World Bank Grants $200m towards Uzbek Rail Project

On the heels of another significant investment in Central Asian infrastructure, the World Bank doled out an additional $200m to assist Uzbekistan Railways in the construction of a railway line that will traverse Kamchik pass in eastern Uzbekistan. The Bank is working hand in glove with Uzbek authorities in order to develop better rail infrastructure throughout the country. The recently-signed agreement is still subject to approval by the World Bank Board of Directors, whose authorization is expected to come as early as January of 2015. The loan will account for barely more than a tenth of the nearly $1.7b railway, which will add additional transit options for travelers as tourism booms within Uzbekistan. Chinese Railway Tunnel Group will contribute an additional $455m to the project, which will connect the Fergana Valley with the rest of Uzbekistan.

Uzbekistan has already invested heavily in its railway infrastructure, using the increase in spending on infrastructure to increase its tourism industry. Uzbekistan’s bullet train, the Afrosiyob, is currently the only extant bullet train in Central Asia, and connects the country’s capital, Tashkent, with the ancient city of Samarkand, which sat on the Silk Road, and which is the country’s primary draw in terms of tourist traffic. In a paradoxical set of policies, the Uzbek government has set out to increase its status as a destination for international guests while reducing the amount of freedoms its own citizens enjoy. Already strict internet security laws have been tightened, human rights abuses and government corruption are widespread, and the country is rumored to be going through an internal power struggle.

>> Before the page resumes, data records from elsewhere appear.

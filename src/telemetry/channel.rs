//! The fixed telemetry channel catalog.

use serde::{Deserialize, Serialize};
use uuid::{uuid, Uuid};

/// The closed set of measures the collector understands.
///
/// The catalog is keyed by measure, so a "lookup miss" cannot occur at all:
/// a catalog that simply lacks a channel for some measure produces no
/// message for it.
#[derive(Debug, Clone, Copy, PartialEq, Eq, Hash, Serialize, Deserialize)]
pub enum Measure {
    Altitude,
    Humidity,
    Pressure,
    Temperature,
}

/// One named, unit-tagged telemetry stream, immutable for the process
/// lifetime.
#[derive(Debug, Clone, PartialEq, Eq, Serialize, Deserialize)]
pub struct TelemetryChannel {
    /// Collector-side identifier for this stream
    pub channel_id: Uuid,
    /// Which reading field feeds this channel
    pub measure: Measure,
    /// Unit tag sent with every message
    pub unit: String,
}

impl TelemetryChannel {
    pub fn new(channel_id: Uuid, measure: Measure, unit: impl Into<String>) -> Self {
        Self {
            channel_id,
            measure,
            unit: unit.into(),
        }
    }
}

lazy_static::lazy_static! {
    /// The channels registered with the collector for this station.
    pub static ref DEFAULT_CATALOG: Vec<TelemetryChannel> = vec![
        TelemetryChannel::new(
            uuid!("2298a348-e2f9-4438-ab23-82a3930662ab"),
            Measure::Altitude,
            "m",
        ),
        TelemetryChannel::new(
            uuid!("2298a348-e2f9-4438-ab23-82a3930662ac"),
            Measure::Humidity,
            "%RH",
        ),
        TelemetryChannel::new(
            uuid!("2298a348-e2f9-4438-ab23-82a3930662ad"),
            Measure::Pressure,
            "kPa",
        ),
        TelemetryChannel::new(
            uuid!("2298a348-e2f9-4438-ab23-82a3930662ae"),
            Measure::Temperature,
            "C",
        ),
    ];
}

#[cfg(test)]
mod tests {
    use super::*;
    use std::collections::HashSet;

    #[test]
    fn test_default_catalog_covers_all_measures() {
        let measures: HashSet<Measure> = DEFAULT_CATALOG.iter().map(|c| c.measure).collect();
        assert_eq!(DEFAULT_CATALOG.len(), 4);
        assert!(measures.contains(&Measure::Altitude));
        assert!(measures.contains(&Measure::Humidity));
        assert!(measures.contains(&Measure::Pressure));
        assert!(measures.contains(&Measure::Temperature));
    }

    #[test]
    fn test_channel_ids_are_unique() {
        let ids: HashSet<Uuid> = DEFAULT_CATALOG.iter().map(|c| c.channel_id).collect();
        assert_eq!(ids.len(), DEFAULT_CATALOG.len());
    }

    #[test]
    fn test_custom_channel_construction() {
        let id = Uuid::new_v4();
        let channel = TelemetryChannel::new(id, Measure::Temperature, "F");
        assert_eq!(channel.channel_id, id);
        assert_eq!(channel.measure, Measure::Temperature);
        assert_eq!(channel.unit, "F");
    }

    #[test]
    fn test_measure_serializes_as_name() {
        assert_eq!(
            serde_json::to_string(&Measure::Temperature).unwrap(),
            "\"Temperature\""
        );
    }
}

Direct investment from organizations such as the World Bank reflects Uzbekistan’s geographically crucial status, as it straddles the line between East and West. While once a Soviet republic, Uzbekistan has in the last several years served as a key ally of the United States and provider of supply routes that ended in Afghanistan. A recent cancellation of all Russian-dominated money transfer services coincided with the World Bank’s rail infrastructure grant, suggesting a possible quid pro quo.